───── Provided data
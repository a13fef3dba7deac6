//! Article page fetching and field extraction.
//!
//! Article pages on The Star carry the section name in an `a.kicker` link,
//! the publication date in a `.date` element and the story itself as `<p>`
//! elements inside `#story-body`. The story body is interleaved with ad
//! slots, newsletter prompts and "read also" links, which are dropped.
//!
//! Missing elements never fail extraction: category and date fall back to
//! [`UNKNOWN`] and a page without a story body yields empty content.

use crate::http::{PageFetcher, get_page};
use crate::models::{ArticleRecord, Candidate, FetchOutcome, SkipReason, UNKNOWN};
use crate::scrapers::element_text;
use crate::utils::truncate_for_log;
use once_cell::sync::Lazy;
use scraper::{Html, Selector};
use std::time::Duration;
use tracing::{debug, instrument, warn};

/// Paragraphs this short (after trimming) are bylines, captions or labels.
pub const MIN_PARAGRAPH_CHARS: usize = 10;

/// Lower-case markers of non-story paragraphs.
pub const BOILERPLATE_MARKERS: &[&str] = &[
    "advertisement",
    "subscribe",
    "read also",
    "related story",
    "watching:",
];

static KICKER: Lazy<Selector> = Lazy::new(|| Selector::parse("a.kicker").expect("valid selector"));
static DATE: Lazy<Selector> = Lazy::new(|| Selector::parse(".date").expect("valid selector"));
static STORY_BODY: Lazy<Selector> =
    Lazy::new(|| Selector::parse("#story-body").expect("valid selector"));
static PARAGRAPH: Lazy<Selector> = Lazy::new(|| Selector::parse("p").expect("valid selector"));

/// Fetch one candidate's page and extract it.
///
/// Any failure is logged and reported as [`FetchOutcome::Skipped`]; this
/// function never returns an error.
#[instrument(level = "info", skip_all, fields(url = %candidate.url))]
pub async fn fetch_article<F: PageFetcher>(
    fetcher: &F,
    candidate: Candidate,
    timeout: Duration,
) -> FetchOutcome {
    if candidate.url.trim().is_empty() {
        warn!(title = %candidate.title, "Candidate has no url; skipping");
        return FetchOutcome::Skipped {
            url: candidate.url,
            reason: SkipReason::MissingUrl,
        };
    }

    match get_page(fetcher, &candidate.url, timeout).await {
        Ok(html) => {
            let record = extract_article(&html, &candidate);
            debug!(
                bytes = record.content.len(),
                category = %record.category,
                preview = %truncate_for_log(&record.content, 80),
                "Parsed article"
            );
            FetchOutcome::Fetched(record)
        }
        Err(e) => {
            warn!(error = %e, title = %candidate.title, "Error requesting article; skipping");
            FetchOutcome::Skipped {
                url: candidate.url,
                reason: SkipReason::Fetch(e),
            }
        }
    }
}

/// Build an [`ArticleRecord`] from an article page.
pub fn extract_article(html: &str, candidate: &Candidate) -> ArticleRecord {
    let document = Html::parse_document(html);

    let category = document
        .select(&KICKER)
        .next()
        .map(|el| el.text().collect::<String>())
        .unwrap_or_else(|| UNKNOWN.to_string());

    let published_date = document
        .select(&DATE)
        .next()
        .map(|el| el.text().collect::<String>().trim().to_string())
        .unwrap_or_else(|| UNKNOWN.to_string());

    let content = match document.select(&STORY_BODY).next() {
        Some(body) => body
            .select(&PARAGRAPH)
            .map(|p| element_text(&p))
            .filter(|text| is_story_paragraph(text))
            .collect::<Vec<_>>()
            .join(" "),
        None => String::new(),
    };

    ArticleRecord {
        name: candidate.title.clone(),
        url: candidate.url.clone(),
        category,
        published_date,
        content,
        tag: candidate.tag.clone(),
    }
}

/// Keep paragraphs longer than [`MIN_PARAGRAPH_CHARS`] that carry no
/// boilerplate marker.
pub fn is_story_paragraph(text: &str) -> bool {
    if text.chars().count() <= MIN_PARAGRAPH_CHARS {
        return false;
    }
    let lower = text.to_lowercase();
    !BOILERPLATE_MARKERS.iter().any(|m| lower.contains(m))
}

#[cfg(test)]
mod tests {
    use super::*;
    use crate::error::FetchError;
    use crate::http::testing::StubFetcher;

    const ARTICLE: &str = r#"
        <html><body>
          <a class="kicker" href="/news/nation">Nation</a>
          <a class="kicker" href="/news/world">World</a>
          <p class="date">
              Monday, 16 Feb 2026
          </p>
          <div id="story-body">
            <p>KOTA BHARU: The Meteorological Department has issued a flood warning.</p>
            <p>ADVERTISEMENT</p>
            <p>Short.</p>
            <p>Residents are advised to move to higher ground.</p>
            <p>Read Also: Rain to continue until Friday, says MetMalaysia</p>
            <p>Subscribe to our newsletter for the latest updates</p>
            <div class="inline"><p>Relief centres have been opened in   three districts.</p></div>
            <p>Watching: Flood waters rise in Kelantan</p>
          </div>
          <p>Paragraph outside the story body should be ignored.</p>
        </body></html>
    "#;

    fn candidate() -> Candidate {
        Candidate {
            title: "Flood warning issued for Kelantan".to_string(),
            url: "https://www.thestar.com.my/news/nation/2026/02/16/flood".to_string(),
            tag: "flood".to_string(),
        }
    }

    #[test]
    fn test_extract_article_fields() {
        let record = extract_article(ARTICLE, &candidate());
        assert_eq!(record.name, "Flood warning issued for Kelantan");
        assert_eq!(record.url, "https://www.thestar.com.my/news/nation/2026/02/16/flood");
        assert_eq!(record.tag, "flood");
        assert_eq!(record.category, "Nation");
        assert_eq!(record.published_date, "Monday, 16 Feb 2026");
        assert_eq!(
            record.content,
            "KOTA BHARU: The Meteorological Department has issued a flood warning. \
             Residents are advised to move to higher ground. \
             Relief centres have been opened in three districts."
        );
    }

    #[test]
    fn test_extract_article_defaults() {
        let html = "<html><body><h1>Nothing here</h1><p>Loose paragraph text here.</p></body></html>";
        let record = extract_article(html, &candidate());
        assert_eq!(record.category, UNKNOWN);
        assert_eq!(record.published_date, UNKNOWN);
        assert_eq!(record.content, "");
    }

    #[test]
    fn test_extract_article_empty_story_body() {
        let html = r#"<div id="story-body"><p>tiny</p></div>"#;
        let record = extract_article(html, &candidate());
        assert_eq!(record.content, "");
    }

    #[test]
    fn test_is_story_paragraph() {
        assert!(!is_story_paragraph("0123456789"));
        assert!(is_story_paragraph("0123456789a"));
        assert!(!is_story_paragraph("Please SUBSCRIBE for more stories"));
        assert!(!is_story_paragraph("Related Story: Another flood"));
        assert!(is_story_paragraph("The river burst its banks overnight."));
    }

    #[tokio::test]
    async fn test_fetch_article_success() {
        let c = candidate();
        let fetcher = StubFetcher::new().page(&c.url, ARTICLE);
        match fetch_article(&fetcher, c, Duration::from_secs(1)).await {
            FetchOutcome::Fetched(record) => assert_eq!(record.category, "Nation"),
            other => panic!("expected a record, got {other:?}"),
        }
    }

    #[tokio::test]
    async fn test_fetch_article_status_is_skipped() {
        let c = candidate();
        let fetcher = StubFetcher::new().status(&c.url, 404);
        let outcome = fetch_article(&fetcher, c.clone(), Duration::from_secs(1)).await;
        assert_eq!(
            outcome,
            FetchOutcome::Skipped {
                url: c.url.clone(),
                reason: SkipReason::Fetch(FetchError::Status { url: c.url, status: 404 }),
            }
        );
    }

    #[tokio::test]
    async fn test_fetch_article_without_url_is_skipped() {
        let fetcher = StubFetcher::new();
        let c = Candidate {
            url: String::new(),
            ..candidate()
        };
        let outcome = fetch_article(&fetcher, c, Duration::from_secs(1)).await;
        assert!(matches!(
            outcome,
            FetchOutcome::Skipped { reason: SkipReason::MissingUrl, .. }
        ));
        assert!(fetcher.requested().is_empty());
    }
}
──────────
▸ Assignment
Down to the last line, retype the entries above exactly.

▸ Response area
repository a13fef3dba7deac6
//! Article page fetching and field extraction.
//!
//! Article pages on The Star carry the section name in an `a.kicker` link,
//! the publication date in a `.date` element and the story itself as `<p>`
//! elements inside `#story-body`. The story body is interleaved with ad
//! slots, newsletter prompts and "read also" links, which are dropped.
//!
//! Missing elements never fail extraction: category and date fall back to
//! [`UNKNOWN`] and a page without a story body yields empty content.

use crate::http::{PageFetcher, get_page};
use crate::models::{ArticleRecord, Candidate, FetchOutcome, SkipReason, UNKNOWN};
use crate::scrapers::element_text;
use crate::utils::truncate_for_log;
use once_cell::sync::Lazy;
use scraper::{Html, Selector};
use std::time::Duration;
use tracing::{debug, instrument, warn};

/// Paragraphs this short (after trimming) are bylines, captions or labels.
pub const MIN_PARAGRAPH_CHARS: usize = 10;

/// Lower-case markers of non-story paragraphs.
pub const BOILERPLATE_MARKERS: &[&str] = &[
    "advertisement",
    "subscribe",
    "read also",
    "related story",
    "watching:",
];

static KICKER: Lazy<Selector> = Lazy::new(|| Selector::parse("a.kicker").expect("valid selector"));
static DATE: Lazy<Selector> = Lazy::new(|| Selector::parse(".date").expect("valid selector"));
static STORY_BODY: Lazy<Selector> =
    Lazy::new(|| Selector::parse("#story-body").expect("valid selector"));
static PARAGRAPH: Lazy<Selector> = Lazy::new(|| Selector::parse("p").expect("valid selector"));

/// Fetch one candidate's page and extract it.
///
/// Any failure is logged and reported as [`FetchOutcome::Skipped`]; this
/// function never returns an error.
#[instrument(level = "info", skip_all, fields(url = %candidate.url))]
pub async fn fetch_article<F: PageFetcher>(
    fetcher: &F,
    candidate: Candidate,
    timeout: Duration,
) -> FetchOutcome {
    if candidate.url.trim().is_empty() {
        warn!(title = %candidate.title, "Candidate has no url; skipping");
        return FetchOutcome::Skipped {
            url: candidate.url,
            reason: SkipReason::MissingUrl,
        };
    }

    match get_page(fetcher, &candidate.url, timeout).await {
        Ok(html) => {
            let record = extract_article(&html, &candidate);
            debug!(
                bytes = record.content.len(),
                category = %record.category,
                preview = %truncate_for_log(&record.content, 80),
                "Parsed article"
            );
            FetchOutcome::Fetched(record)
        }
        Err(e) => {
            warn!(error = %e, title = %candidate.title, "Error requesting article; skipping");
            FetchOutcome::Skipped {
                url: candidate.url,
                reason: SkipReason::Fetch(e),
            }
        }
    }
}

/// Build an [`ArticleRecord`] from an article page.
pub fn extract_article(html: &str, candidate: &Candidate) -> ArticleRecord {
    let document = Html::parse_document(html);

    let category = document
        .select(&KICKER)
        .next()
        .map(|el| el.text().collect::<String>())
        .unwrap_or_else(|| UNKNOWN.to_string());

    let published_date = document
        .select(&DATE)
        .next()
        .map(|el| el.text().collect::<String>().trim().to_string())
        .unwrap_or_else(|| UNKNOWN.to_string());

    let content = match document.select(&STORY_BODY).next() {
        Some(body) => body
            .select(&PARAGRAPH)
            .map(|p| element_text(&p))
            .filter(|text| is_story_paragraph(text))
            .collect::<Vec<_>>()
            .join(" "),
        None => String::new(),
    };

    ArticleRecord {
        name: candidate.title.clone(),
        url: candidate.url.clone(),
        category,
        published_date,
        content,
        tag: candidate.tag.clone(),
    }
}

/// Keep paragraphs longer than [`MIN_PARAGRAPH_CHARS`] that carry no
/// boilerplate marker.
pub fn is_story_paragraph(text: &str) -> bool {
    if text.chars().count() <= MIN_PARAGRAPH_CHARS {
        return false;
    }
    let lower = text.to_lowercase();
    !BOILERPLATE_MARKERS.iter().any(|m| lower.contains(m))
}

#[cfg(test)]
mod tests {
    use super::*;
    use crate::error::FetchError;
    use crate::http::testing::StubFetcher;

    const ARTICLE: &str = r#"
        <html><body>
          <a class="kicker" href="/news/nation">Nation</a>
          <a class="kicker" href="/news/world">World</a>
          <p class="date">
              Monday, 16 Feb 2026
          </p>
          <div id="story-body">
            <p>KOTA BHARU: The Meteorological Department has issued a flood warning.</p>
            <p>ADVERTISEMENT</p>
            <p>Short.</p>
            <p>Residents are advised to move to higher ground.</p>
            <p>Read Also: Rain to continue until Friday, says MetMalaysia</p>
            <p>Subscribe to our newsletter for the latest updates</p>
            <div class="inline"><p>Relief centres have been opened in   three districts.</p></div>
            <p>Watching: Flood waters rise in Kelantan</p>
          </div>
          <p>Paragraph outside the story body should be ignored.</p>
        </body></html>
    "#;

    fn candidate() -> Candidate {
        Candidate {
            title: "Flood warning issued for Kelantan".to_string(),
            url: "https://www.thestar.com.my/news/nation/2026/02/16/flood".to_string(),
            tag: "flood".to_string(),
        }
    }

    #[test]
    fn test_extract_article_fields() {
        let record = extract_article(ARTICLE, &candidate());
        assert_eq!(record.name, "Flood warning issued for Kelantan");
        assert_eq!(record.url, "https://www.thestar.com.my/news/nation/2026/02/16/flood");
        assert_eq!(record.tag, "flood");
        assert_eq!(record.category, "Nation");
        assert_eq!(record.published_date, "Monday, 16 Feb 2026");
        assert_eq!(
            record.content,
            "KOTA BHARU: The Meteorological Department has issued a flood warning. \
             Residents are advised to move to higher ground. \
             Relief centres have been opened in three districts."
        );
    }

    #[test]
    fn test_extract_article_defaults() {
        let html = "<html><body><h1>Nothing here</h1><p>Loose paragraph text here.</p></body></html>";
        let record = extract_article(html, &candidate());
        assert_eq!(record.category, UNKNOWN);
        assert_eq!(record.published_date, UNKNOWN);
        assert_eq!(record.content, "");
    }

    #[test]
    fn test_extract_article_empty_story_body() {
        let html = r#"<div id="story-body"><p>tiny</p></div>"#;
        let record = extract_article(html, &candidate());
        assert_eq!(record.content, "");
    }

    #[test]
    fn test_is_story_paragraph() {
        assert!(!is_story_paragraph("0123456789"));
        assert!(is_story_paragraph("0123456789a"));
        assert!(!is_story_paragraph("Please SUBSCRIBE for more stories"));
        assert!(!is_story_paragraph("Related Story: Another flood"));
        assert!(is_story_paragraph("The river burst its banks overnight."));
    }

    #[tokio::test]
    async fn test_fetch_article_success() {
        let c = candidate();
        let fetcher = StubFetcher::new().page(&c.url, ARTICLE);
        match fetch_article(&fetcher, c, Duration::from_secs(1)).await {
            FetchOutcome::Fetched(record) => assert_eq!(record.category, "Nation"),
            other => panic!("expected a record, got {other:?}"),
        }
    }

    #[tokio::test]
    async fn test_fetch_article_status_is_skipped() {
        let c = candidate();
        let fetcher = StubFetcher::new().status(&c.url, 404);
        let outcome = fetch_article(&fetcher, c.clone(), Duration::from_secs(1)).await;
        assert_eq!(
            outcome,
            FetchOutcome::Skipped {
                url: c.url.clone(),
                reason: SkipReason::Fetch(FetchError::Status { url: c.url, status: 404 }),
            }
        );
    }

    #[tokio::test]
    async fn test_fetch_article_without_url_is_skipped() {
        let fetcher = StubFetcher::new();
        let c = Candidate {
            url: String::new(),
            ..candidate()
        };
        let outcome = fetch_article(&fetcher, c, Duration::from_secs(1)).await;
        assert!(matches!(
            outcome,
            FetchOutcome::Skipped { reason: SkipReason::MissingUrl, .. }
        ));
        assert!(fetcher.requested().is_empty());
    }
}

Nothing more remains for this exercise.